National Immigration Institute (INM) director Francisco Garduño now faces a formal criminal charge in connection with a fire in a Ciudad Juárez detention center that claimed the lives of 40 migrants.
Garduño was accused of improper exercise of public service during a court appearance in the Chihuahua border city on Tuesday. The official, who reportedly declined the opportunity to speak at the hearing, faces a prison sentence of up to seven years if found guilty.
The Federal Attorney General’s Office (FGR) said April 11 that Garduño and the INM’s general director of immigration control and verification Antonio Molina Díaz allegedly committed “criminal conduct” by “failing to fulfill their duty to supervise, protect and provide security to the people and facilities” under their control.
That announcement came two weeks after a fire in a provisional INM detention center that was allegedly lit by a Venezuelan man after he and other migrants were informed they would be deported or moved to another facility. In addition to the fatalities, close to 30 men were injured in the blaze.
Video footage posted to social media showed that migrants were left in a locked section of the detention center despite the outbreak of the fire.
Federal prosecutors said Tuesday that conditions at the detention center fell short of the standards required to house migrants. They alleged that Garduño was aware of that, but took no action to address the situation.
Prosecutors also said there is video footage that shows that private security guards employed at the Ciudad Juárez detention center asked INM officials for permission to release the migrants after the fire started, but were denied.
A video leaked shortly after the tragedy showed a security guard and an INM agent apparently evacuating the building without unlocking the door to the section where the migrants were being held. President López Obrador later said they didn’t have keys.
Vice News reported that the victims of the fire could not or chose not to pay a US $200 bribe to security guards to be released. Most of the men who died or were injured were reportedly detained earlier the same day while they were begging or washing car windscreens in Ciudad Juárez.

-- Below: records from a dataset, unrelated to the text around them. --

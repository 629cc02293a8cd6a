//! Engine configuration
//!
//! Every tuned constant in the engine lives here, with defaults matching the
//! shipped default risk model. Supports JSON file round-trips for deployment
//! overrides.

use std::path::Path;

use serde::{Deserialize, Serialize};

use crate::core::errors::{Result, RiskEngineError};

/// Top-level engine configuration
#[derive(Debug, Clone, Default, Serialize, Deserialize)]
pub struct EngineConfig {
    pub detectors: DetectorConfig,
    pub scoring: ScoringConfig,
    pub similarity: SimilarityConfig,
    pub broadcaster: BroadcasterConfig,
    pub model_store: ModelStoreConfig,
}

/// Default thresholds for the anomaly detectors
///
/// The active model's risk factor parameters take precedence; these values
/// apply when a factor carries no parameter of its own.
#[derive(Debug, Clone, Serialize, Deserialize)]
pub struct DetectorConfig {
    /// Z-score at or above which the high amount band fires
    pub amount_high_threshold: f64,
    /// Z-score at or above which the medium amount band fires
    pub amount_medium_threshold: f64,
    /// Distance in kilometers beyond which a location is anomalous
    pub location_distance_km: f64,
    /// Trailing window for the velocity check, in minutes
    pub velocity_window_minutes: i64,
    /// Transaction count at or above which velocity fires
    pub velocity_threshold: u64,
    /// Guard against zero variance in the z-score denominator
    pub zero_std_epsilon: f64,
}

impl Default for DetectorConfig {
    fn default() -> Self {
        Self {
            amount_high_threshold: 3.0,
            amount_medium_threshold: 2.0,
            location_distance_km: 100.0,
            velocity_window_minutes: 60,
            velocity_threshold: 5,
            zero_std_epsilon: 1e-6,
        }
    }
}

/// Composite score assembly
#[derive(Debug, Clone, Serialize, Deserialize)]
pub struct ScoringConfig {
    /// Fraction of the customer's cached risk score folded into the composite
    pub base_risk_weight: f64,
    /// Points added to the customer's cached risk score per triggered flag
    pub profile_risk_increment_per_flag: f64,
}

impl Default for ScoringConfig {
    fn default() -> Self {
        Self {
            base_risk_weight: 0.3,
            profile_risk_increment_per_flag: 2.5,
        }
    }
}

/// Similarity search and blending
#[derive(Debug, Clone, Serialize, Deserialize)]
pub struct SimilarityConfig {
    pub enabled: bool,
    /// Maximum matches fetched from the vector index
    pub limit: usize,
    /// Candidate pool size for the nearest-neighbor query
    pub num_candidates: usize,
    /// Matches surfaced to the caller after re-ranking
    pub display_limit: usize,
    /// Fraction of the similarity/rule-based disagreement applied as a boost
    pub blend_weight: f64,
    /// Hard cap, in score points, on the similarity boost
    pub blend_cap: f64,
    /// Budget for the embed + search round trip
    pub timeout_ms: u64,
}

impl Default for SimilarityConfig {
    fn default() -> Self {
        Self {
            enabled: true,
            limit: 15,
            num_candidates: 200,
            display_limit: 5,
            blend_weight: 0.5,
            blend_cap: 25.0,
            timeout_ms: 2000,
        }
    }
}

/// Change feed consumption and fan-out
#[derive(Debug, Clone, Serialize, Deserialize)]
pub struct BroadcasterConfig {
    /// Per-subscriber queue bound; oldest events are dropped on overflow
    pub fanout_capacity: usize,
    /// Heartbeat period so subscribers can tell idle from disconnected
    pub heartbeat_secs: u64,
    /// Initial reconnect delay after a feed failure, in milliseconds
    pub reconnect_base_ms: u64,
    /// Reconnect delay ceiling, in milliseconds
    pub reconnect_max_ms: u64,
}

impl Default for BroadcasterConfig {
    fn default() -> Self {
        Self {
            fanout_capacity: 256,
            heartbeat_secs: 30,
            reconnect_base_ms: 500,
            reconnect_max_ms: 30_000,
        }
    }
}

/// Model store behavior
#[derive(Debug, Clone, Serialize, Deserialize)]
pub struct ModelStoreConfig {
    /// Attempts before an activation race surfaces as a conflict
    pub activation_retry_budget: u32,
}

impl Default for ModelStoreConfig {
    fn default() -> Self {
        Self {
            activation_retry_budget: 5,
        }
    }
}

impl EngineConfig {
    /// Load configuration from a JSON file
    pub fn from_file(path: &Path) -> Result<Self> {
        let content = std::fs::read_to_string(path)?;
        let config: Self = serde_json::from_str(&content)?;
        config.validate()?;
        Ok(config)
    }

    /// Save configuration to a JSON file
    pub fn save_to_file(&self, path: &Path) -> Result<()> {
        let content = serde_json::to_string_pretty(self)?;
        std::fs::write(path, content)?;
        Ok(())
    }

    /// Validate configuration consistency
    pub fn validate(&self) -> Result<()> {
        if self.detectors.amount_medium_threshold > self.detectors.amount_high_threshold {
            return Err(RiskEngineError::Validation(
                "amount medium threshold must not exceed the high threshold".to_string(),
            ));
        }
        if self.detectors.location_distance_km <= 0.0 {
            return Err(RiskEngineError::Validation(
                "location distance threshold must be positive".to_string(),
            ));
        }
        if self.detectors.velocity_window_minutes <= 0 {
            return Err(RiskEngineError::Validation(
                "velocity window must be positive".to_string(),
            ));
        }
        if !(0.0..=1.0).contains(&self.scoring.base_risk_weight) {
            return Err(RiskEngineError::Validation(
                "base risk weight must be between 0.0 and 1.0".to_string(),
            ));
        }
        if !(0.0..=1.0).contains(&self.similarity.blend_weight) {
            return Err(RiskEngineError::Validation(
                "similarity blend weight must be between 0.0 and 1.0".to_string(),
            ));
        }
        if self.similarity.limit == 0 || self.similarity.display_limit == 0 {
            return Err(RiskEngineError::Validation(
                "similarity limits must be greater than zero".to_string(),
            ));
        }
        if self.broadcaster.fanout_capacity == 0 {
            return Err(RiskEngineError::Validation(
                "fan-out capacity must be greater than zero".to_string(),
            ));
        }
        if self.model_store.activation_retry_budget == 0 {
            return Err(RiskEngineError::Validation(
                "activation retry budget must be greater than zero".to_string(),
            ));
        }
        Ok(())
    }
}

#[cfg(test)]
mod tests {
    use super::*;

    #[test]
    fn test_default_config_is_valid() {
        assert!(EngineConfig::default().validate().is_ok());
    }

    #[test]
    fn test_inverted_amount_bands_rejected() {
        let mut config = EngineConfig::default();
        config.detectors.amount_medium_threshold = 4.0;
        assert!(config.validate().is_err());
    }

    #[test]
    fn test_config_serialization_round_trip() {
        let config = EngineConfig::default();
        let json = serde_json::to_string_pretty(&config).unwrap();
        let back: EngineConfig = serde_json::from_str(&json).unwrap();
        assert!(back.validate().is_ok());
        assert_eq!(back.similarity.limit, 15);
        assert_eq!(back.broadcaster.heartbeat_secs, 30);
    }

    #[test]
    fn test_config_file_round_trip() {
        let dir = tempfile::tempdir().unwrap();
        let path = dir.path().join("engine.json");

        let config = EngineConfig::default();
        config.save_to_file(&path).unwrap();

        let loaded = EngineConfig::from_file(&path).unwrap();
        assert_eq!(loaded.detectors.velocity_threshold, 5);
    }
}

Mexico’s immigration detention centers are notorious for overcrowding and poor conditions. The National Human Rights Commission has described the conditions in INM detention centers as prisonlike and documented a range of abuses suffered by migrants at the hands of immigration officials and private security personnel.
In addition to Garduño and Molina, four other INM officials who the FGR said are “directly linked to conduct that caused homicides and injuries” face charges in connection with the March 27 fire, the worst ever tragedy in an immigration detention center in Mexico.
One is the head of the INM in Chihuahua, Salvador González Guerrero, who was ordered to stand trial on charges including homicide and improper exercise of public service at a hearing on Saturday. He is in preventive (pre-trial) detention in a Ciudad Juárez prison.
Among the other suspects are three INM agents and a security guard who worked at the Ciudad Juárez detention center.
The agents and guard, and the Venezuelan man who allegedly started the fire by setting mattresses alight, face charges of homicide and causing injury and are in detention awaiting trial.
It was unclear when Garduño would next appear in court. The charge he faces doesn’t warrant mandatory preventive detention, and for the time being, at least, he will remain at the head of the INM.